Task statement
Lines with "btleplug" in them are to be located in the listing below and copied.

Provided data

*** Begin section ***

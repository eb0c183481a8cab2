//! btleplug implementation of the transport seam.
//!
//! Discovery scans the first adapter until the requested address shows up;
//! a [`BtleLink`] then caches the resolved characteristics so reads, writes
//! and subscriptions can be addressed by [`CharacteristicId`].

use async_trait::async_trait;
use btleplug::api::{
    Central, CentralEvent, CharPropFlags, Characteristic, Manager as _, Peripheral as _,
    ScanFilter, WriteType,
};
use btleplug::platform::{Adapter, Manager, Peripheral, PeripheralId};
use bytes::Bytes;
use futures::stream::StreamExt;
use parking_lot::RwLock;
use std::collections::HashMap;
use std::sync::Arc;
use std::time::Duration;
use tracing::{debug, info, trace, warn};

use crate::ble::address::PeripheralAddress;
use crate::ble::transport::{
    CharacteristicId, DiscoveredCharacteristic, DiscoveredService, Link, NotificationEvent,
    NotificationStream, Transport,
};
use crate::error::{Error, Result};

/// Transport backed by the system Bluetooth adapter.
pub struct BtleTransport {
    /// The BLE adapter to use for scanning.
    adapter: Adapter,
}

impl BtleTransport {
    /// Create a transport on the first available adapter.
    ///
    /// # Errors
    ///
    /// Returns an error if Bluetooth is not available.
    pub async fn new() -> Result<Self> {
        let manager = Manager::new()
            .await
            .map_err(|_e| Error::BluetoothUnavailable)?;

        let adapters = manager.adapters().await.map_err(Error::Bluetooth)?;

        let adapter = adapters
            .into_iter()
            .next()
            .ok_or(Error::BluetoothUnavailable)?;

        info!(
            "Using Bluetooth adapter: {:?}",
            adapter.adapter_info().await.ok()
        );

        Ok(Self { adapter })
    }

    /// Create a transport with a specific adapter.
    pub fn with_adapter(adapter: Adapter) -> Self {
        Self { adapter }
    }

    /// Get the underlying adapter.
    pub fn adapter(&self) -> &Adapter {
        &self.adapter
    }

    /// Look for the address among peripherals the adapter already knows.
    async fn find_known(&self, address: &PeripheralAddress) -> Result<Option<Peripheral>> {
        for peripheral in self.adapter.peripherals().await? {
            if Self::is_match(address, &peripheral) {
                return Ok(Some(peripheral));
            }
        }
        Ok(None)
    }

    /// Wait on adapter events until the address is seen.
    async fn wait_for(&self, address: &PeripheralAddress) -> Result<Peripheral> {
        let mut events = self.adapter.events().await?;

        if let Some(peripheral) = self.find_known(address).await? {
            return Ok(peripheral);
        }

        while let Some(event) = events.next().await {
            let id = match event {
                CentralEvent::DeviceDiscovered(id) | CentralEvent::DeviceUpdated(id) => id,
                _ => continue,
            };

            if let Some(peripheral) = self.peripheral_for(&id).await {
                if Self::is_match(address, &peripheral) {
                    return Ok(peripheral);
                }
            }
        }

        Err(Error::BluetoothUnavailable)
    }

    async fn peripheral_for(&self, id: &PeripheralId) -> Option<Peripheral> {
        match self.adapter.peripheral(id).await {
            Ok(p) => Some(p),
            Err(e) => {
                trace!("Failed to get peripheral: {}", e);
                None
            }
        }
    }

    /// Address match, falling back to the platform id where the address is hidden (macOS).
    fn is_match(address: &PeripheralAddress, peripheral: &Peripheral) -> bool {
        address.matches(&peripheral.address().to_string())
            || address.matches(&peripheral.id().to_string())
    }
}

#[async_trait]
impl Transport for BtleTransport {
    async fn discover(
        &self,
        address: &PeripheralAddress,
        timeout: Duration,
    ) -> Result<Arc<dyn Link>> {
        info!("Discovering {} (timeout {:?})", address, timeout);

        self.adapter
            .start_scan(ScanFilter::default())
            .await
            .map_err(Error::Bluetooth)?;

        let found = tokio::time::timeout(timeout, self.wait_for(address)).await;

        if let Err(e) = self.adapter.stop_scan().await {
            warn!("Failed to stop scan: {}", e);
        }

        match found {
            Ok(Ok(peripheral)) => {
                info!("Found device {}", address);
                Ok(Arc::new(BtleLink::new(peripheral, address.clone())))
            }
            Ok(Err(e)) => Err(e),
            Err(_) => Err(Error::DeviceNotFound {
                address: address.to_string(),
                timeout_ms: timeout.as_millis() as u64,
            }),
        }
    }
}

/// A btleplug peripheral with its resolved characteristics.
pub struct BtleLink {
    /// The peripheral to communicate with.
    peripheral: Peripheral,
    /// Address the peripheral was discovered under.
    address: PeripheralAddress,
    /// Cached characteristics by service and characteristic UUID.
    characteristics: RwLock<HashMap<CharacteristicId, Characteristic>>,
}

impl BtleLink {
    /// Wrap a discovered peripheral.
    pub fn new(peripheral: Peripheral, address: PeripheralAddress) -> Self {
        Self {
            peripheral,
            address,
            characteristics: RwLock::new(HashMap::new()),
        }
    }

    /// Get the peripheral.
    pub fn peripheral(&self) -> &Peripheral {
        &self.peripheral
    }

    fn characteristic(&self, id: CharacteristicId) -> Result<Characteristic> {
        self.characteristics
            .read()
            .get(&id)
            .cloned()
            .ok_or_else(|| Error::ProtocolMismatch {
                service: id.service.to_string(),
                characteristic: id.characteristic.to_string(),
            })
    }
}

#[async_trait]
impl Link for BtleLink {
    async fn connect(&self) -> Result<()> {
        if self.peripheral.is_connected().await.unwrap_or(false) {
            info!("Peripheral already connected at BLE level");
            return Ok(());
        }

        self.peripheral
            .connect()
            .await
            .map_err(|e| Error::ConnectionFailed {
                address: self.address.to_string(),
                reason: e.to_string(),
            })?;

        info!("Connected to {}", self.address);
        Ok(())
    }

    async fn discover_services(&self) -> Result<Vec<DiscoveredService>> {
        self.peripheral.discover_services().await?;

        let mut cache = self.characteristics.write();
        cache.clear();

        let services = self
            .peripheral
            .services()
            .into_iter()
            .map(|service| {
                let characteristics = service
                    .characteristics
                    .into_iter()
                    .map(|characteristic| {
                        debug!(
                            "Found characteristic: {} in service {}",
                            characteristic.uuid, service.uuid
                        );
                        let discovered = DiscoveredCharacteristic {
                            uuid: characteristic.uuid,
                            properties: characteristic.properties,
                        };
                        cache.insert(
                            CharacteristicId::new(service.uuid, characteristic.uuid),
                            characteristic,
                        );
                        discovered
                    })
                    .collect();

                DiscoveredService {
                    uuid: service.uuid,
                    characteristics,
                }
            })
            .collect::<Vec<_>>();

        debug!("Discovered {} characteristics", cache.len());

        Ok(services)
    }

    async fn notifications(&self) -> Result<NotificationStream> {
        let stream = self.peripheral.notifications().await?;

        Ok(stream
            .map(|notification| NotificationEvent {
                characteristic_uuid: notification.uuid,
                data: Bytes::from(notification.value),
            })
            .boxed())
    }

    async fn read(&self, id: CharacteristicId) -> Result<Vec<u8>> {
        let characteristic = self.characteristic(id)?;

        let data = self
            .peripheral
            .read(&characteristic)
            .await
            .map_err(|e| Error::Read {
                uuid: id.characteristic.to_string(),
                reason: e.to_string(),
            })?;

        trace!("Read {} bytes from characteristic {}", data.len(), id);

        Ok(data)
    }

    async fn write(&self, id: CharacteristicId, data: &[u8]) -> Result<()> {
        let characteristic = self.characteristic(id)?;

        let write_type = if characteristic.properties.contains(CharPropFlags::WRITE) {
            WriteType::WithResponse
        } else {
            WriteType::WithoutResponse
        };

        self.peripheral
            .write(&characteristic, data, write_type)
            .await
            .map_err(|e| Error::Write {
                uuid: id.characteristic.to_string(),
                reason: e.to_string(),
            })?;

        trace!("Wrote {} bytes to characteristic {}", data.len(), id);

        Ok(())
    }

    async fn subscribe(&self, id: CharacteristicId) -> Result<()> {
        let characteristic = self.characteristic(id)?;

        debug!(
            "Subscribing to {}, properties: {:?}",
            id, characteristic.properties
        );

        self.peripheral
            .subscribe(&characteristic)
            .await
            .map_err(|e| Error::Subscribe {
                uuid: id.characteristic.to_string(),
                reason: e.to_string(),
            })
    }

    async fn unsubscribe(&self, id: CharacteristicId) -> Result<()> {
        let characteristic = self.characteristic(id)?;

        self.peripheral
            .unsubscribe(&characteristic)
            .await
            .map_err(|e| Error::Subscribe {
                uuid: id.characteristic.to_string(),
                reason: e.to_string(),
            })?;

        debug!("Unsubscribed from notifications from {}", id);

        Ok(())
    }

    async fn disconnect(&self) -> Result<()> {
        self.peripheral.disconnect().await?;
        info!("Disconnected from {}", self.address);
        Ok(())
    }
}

*** End section ***

Result of the exercise
//! btleplug implementation of the transport seam.
use btleplug::api::{
use btleplug::platform::{Adapter, Manager, Peripheral, PeripheralId};
/// A btleplug peripheral with its resolved characteristics.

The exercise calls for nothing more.